- [What is expected]: From the records below, copy every line that contains the word "Duration".

Collected data:
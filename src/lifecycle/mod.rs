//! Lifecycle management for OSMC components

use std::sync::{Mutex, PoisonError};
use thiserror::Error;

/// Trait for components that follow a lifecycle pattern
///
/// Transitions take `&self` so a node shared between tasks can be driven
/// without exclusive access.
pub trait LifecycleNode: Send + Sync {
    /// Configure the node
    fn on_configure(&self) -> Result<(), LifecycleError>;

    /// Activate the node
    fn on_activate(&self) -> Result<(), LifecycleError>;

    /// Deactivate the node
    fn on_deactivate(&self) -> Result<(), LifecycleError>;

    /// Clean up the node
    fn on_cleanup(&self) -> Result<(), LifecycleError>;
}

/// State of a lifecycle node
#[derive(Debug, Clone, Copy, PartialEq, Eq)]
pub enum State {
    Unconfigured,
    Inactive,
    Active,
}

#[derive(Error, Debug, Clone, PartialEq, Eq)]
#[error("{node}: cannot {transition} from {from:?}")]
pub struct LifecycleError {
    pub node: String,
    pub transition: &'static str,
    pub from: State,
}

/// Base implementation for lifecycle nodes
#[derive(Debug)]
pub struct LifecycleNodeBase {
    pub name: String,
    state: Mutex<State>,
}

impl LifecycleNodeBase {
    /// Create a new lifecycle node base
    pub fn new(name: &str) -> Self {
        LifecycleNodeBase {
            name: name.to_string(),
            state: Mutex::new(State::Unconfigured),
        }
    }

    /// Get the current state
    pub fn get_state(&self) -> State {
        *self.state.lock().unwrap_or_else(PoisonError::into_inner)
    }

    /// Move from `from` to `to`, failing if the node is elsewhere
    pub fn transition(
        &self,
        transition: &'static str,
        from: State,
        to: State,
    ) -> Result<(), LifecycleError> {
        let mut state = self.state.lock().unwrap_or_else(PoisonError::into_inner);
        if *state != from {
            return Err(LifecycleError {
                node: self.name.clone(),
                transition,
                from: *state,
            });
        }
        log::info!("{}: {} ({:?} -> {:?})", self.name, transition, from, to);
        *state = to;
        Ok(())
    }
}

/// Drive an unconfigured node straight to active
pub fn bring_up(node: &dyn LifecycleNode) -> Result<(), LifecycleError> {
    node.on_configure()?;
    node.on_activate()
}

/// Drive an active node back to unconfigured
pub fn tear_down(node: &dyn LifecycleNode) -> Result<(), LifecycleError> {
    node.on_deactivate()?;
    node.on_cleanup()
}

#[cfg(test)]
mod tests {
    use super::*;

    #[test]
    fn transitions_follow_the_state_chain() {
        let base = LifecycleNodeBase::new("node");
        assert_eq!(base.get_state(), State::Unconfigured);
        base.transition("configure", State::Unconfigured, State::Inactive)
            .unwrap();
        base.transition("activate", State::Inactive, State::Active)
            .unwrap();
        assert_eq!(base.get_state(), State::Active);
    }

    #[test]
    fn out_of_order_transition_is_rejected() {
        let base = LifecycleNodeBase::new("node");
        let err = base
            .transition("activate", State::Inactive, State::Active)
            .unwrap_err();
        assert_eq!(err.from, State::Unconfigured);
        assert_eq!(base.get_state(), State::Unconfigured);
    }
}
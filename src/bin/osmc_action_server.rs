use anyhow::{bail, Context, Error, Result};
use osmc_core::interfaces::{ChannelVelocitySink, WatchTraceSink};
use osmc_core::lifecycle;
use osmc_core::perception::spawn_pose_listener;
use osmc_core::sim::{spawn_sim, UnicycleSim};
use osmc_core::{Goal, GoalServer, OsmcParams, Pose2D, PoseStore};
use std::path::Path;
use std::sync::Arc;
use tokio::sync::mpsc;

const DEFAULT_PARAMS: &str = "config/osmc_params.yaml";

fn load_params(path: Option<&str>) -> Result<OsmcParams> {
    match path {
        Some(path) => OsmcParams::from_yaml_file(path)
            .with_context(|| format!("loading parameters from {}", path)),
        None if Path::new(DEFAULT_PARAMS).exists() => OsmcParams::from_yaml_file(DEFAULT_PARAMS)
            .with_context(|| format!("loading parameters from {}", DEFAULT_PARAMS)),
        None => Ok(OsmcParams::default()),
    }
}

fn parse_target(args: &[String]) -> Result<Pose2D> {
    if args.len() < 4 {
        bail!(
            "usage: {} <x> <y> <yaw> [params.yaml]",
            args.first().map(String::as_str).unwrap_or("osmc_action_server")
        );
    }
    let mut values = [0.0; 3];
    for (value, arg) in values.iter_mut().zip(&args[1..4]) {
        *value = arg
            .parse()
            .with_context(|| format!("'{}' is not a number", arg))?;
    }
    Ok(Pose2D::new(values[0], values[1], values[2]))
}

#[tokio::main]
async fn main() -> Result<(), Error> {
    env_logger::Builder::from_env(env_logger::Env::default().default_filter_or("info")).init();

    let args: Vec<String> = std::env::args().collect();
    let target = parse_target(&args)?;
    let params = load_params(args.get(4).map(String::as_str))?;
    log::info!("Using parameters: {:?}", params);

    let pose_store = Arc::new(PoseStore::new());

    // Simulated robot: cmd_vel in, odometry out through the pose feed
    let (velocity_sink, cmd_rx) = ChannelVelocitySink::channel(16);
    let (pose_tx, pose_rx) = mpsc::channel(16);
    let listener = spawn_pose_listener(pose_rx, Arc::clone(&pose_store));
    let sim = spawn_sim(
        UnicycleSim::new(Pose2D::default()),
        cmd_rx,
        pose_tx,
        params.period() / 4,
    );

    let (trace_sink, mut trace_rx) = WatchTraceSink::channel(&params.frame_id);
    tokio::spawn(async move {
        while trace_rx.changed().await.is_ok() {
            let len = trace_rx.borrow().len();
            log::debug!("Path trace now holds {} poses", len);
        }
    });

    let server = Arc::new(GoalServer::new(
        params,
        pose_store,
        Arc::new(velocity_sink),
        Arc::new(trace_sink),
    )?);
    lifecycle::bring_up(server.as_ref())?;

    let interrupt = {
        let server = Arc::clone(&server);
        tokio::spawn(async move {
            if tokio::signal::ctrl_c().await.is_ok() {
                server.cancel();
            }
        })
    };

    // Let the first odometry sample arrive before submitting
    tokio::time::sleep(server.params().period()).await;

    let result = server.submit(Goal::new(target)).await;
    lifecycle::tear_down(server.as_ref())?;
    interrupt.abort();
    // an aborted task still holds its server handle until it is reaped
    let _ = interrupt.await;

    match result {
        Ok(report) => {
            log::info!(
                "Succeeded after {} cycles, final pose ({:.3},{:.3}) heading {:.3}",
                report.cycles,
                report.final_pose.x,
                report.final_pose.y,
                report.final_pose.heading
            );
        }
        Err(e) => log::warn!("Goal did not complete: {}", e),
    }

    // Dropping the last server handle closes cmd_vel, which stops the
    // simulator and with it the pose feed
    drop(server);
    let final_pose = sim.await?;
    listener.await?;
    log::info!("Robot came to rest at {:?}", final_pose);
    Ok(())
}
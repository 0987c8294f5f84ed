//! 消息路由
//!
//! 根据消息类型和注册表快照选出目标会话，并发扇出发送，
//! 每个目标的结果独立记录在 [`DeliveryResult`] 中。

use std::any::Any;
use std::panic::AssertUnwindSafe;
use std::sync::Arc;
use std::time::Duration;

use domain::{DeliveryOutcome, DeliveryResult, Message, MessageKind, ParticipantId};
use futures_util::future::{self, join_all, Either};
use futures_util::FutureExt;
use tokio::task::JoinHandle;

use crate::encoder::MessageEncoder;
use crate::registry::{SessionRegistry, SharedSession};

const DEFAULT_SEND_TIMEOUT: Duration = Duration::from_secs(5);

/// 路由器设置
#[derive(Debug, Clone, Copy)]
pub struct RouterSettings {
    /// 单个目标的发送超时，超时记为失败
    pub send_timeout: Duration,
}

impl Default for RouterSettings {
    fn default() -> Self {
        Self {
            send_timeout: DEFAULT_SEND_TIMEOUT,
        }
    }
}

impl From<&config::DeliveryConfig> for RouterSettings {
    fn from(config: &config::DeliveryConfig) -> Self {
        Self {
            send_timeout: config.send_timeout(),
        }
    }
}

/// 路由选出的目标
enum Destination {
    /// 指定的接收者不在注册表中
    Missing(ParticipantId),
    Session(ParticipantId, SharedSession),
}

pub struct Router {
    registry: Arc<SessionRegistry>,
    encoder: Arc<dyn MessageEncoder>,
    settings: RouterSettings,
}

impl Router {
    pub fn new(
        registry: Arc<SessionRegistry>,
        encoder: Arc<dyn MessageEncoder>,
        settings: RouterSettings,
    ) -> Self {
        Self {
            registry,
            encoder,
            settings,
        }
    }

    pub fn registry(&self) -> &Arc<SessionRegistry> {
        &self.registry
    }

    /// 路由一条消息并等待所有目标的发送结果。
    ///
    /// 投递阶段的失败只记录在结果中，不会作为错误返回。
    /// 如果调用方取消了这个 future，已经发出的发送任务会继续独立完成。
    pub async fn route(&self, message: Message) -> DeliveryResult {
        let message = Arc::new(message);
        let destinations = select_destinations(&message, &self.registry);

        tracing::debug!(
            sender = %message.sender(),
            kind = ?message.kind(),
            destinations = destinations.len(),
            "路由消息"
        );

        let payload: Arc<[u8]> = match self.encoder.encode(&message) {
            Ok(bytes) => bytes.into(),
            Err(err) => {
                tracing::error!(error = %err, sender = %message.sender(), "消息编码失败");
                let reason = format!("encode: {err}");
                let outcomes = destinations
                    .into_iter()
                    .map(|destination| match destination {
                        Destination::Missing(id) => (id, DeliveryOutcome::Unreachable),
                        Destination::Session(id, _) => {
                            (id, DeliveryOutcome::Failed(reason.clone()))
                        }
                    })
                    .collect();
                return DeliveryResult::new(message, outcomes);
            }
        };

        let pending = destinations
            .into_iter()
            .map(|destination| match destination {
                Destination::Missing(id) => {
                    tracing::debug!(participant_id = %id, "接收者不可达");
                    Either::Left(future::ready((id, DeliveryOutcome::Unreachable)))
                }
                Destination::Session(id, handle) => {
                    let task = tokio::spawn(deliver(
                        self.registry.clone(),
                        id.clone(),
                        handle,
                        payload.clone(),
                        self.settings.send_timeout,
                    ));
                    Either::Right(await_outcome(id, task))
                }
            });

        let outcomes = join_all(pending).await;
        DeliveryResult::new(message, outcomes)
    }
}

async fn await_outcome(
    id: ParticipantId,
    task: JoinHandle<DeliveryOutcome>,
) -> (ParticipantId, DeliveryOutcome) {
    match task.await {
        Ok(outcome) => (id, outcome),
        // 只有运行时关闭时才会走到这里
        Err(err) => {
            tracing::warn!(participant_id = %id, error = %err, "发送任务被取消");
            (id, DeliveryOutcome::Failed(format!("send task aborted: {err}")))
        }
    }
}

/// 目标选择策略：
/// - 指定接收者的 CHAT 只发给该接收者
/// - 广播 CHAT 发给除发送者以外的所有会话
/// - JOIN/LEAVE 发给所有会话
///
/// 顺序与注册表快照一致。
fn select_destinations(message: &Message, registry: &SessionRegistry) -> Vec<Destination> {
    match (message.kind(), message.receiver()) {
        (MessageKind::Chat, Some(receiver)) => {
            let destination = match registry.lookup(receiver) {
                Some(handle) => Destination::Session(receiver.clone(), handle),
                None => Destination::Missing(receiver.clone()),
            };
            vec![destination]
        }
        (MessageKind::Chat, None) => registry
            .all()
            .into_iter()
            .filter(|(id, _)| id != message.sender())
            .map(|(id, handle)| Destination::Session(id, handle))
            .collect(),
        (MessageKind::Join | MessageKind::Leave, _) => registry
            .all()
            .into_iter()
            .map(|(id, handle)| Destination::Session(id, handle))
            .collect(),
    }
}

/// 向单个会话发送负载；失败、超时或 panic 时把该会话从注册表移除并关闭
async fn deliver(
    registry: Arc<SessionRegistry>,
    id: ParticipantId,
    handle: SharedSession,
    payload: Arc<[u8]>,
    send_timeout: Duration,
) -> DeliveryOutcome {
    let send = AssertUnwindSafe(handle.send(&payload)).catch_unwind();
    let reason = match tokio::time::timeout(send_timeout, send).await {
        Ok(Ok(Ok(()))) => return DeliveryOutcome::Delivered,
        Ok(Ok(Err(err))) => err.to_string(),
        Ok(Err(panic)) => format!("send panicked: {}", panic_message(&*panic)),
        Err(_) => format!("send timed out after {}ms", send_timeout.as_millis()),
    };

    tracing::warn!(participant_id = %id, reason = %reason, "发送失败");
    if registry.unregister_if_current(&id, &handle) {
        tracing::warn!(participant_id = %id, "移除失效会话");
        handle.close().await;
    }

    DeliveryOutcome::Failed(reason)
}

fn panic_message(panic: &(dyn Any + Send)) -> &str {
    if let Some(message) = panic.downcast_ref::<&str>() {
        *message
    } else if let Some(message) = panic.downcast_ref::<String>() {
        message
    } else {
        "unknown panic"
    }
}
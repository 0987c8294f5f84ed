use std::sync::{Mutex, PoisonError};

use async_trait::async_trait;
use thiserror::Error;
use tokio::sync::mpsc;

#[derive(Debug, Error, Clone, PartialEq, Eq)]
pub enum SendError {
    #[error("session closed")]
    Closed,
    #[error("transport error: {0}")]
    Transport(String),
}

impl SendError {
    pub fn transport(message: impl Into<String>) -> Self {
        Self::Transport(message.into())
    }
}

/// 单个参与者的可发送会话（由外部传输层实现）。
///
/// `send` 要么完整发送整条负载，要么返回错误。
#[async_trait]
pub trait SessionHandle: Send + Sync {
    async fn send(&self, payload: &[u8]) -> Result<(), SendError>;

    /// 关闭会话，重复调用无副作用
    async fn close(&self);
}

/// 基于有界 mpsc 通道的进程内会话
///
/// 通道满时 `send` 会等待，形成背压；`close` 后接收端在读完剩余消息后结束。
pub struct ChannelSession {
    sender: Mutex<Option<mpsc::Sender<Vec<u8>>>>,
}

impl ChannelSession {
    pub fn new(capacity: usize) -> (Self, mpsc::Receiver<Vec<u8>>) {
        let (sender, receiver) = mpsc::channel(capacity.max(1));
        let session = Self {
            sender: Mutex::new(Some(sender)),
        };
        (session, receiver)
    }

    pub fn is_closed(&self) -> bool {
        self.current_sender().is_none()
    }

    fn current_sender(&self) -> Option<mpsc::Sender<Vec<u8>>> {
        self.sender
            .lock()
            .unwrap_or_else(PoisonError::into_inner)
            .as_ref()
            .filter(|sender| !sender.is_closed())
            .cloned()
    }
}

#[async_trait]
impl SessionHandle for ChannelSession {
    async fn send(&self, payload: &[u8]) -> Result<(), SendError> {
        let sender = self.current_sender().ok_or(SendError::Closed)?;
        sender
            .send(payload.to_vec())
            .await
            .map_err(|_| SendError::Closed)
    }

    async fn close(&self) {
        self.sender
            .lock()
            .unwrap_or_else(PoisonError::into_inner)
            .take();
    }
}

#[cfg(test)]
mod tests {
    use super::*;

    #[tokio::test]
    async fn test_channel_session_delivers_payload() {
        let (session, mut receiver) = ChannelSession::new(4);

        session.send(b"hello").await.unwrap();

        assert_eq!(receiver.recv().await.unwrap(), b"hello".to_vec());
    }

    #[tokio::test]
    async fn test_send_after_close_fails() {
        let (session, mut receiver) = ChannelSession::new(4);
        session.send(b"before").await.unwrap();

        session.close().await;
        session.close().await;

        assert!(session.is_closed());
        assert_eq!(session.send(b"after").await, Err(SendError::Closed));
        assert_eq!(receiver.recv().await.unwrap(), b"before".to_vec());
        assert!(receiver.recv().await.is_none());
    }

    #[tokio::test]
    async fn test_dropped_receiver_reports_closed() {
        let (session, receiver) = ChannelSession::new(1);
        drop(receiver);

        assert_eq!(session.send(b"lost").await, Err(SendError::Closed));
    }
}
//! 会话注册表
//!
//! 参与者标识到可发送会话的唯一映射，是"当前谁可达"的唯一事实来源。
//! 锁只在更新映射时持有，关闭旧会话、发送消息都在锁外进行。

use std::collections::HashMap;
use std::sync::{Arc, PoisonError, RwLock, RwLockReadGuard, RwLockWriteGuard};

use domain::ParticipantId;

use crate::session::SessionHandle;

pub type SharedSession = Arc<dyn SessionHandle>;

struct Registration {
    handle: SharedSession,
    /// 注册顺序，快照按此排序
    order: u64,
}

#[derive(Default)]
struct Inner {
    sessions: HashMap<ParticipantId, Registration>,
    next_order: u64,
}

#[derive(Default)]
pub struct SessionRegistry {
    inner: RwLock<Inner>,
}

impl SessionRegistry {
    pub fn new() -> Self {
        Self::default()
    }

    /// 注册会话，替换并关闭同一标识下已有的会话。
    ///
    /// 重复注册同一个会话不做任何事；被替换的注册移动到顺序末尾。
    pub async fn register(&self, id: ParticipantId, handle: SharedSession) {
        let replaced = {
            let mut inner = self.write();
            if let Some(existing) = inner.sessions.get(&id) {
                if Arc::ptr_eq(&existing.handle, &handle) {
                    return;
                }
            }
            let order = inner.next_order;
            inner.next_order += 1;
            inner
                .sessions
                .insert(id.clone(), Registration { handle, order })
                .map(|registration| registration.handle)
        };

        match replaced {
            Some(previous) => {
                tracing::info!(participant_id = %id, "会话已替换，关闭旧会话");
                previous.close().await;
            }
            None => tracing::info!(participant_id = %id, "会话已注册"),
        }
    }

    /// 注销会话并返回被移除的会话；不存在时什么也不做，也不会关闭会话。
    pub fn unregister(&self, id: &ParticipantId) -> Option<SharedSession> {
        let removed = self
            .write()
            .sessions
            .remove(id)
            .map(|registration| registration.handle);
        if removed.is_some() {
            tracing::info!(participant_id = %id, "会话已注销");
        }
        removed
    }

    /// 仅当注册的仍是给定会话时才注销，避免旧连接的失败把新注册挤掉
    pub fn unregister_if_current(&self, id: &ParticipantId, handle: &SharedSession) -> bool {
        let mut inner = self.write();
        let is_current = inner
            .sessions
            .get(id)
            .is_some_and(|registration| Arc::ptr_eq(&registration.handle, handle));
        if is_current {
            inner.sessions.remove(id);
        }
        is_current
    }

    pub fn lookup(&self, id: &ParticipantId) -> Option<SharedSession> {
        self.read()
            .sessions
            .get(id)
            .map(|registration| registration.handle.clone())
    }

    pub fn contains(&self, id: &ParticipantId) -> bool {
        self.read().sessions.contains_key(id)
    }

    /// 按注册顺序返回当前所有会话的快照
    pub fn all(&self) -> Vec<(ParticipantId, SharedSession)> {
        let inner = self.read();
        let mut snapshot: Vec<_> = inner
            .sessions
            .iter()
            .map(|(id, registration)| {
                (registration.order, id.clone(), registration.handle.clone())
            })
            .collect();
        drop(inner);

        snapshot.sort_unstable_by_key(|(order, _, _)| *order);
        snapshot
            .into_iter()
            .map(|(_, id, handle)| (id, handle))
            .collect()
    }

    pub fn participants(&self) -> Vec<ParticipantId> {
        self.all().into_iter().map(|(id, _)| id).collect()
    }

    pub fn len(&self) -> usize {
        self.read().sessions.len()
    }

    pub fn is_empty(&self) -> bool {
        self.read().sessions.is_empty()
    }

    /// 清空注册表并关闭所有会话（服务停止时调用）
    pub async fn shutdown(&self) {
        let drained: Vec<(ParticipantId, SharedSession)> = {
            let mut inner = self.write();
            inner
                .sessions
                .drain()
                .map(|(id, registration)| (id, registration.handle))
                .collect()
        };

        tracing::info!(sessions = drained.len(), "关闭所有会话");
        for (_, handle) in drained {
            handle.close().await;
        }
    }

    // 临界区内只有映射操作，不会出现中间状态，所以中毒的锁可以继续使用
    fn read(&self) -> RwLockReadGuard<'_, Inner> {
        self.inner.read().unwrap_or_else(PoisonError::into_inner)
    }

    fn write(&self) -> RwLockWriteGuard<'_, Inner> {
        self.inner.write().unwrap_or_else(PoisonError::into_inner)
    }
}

- [Solution for this problem]:
use std::time::Duration;
const DEFAULT_SEND_TIMEOUT: Duration = Duration::from_secs(5);
    pub send_timeout: Duration,
    send_timeout: Duration,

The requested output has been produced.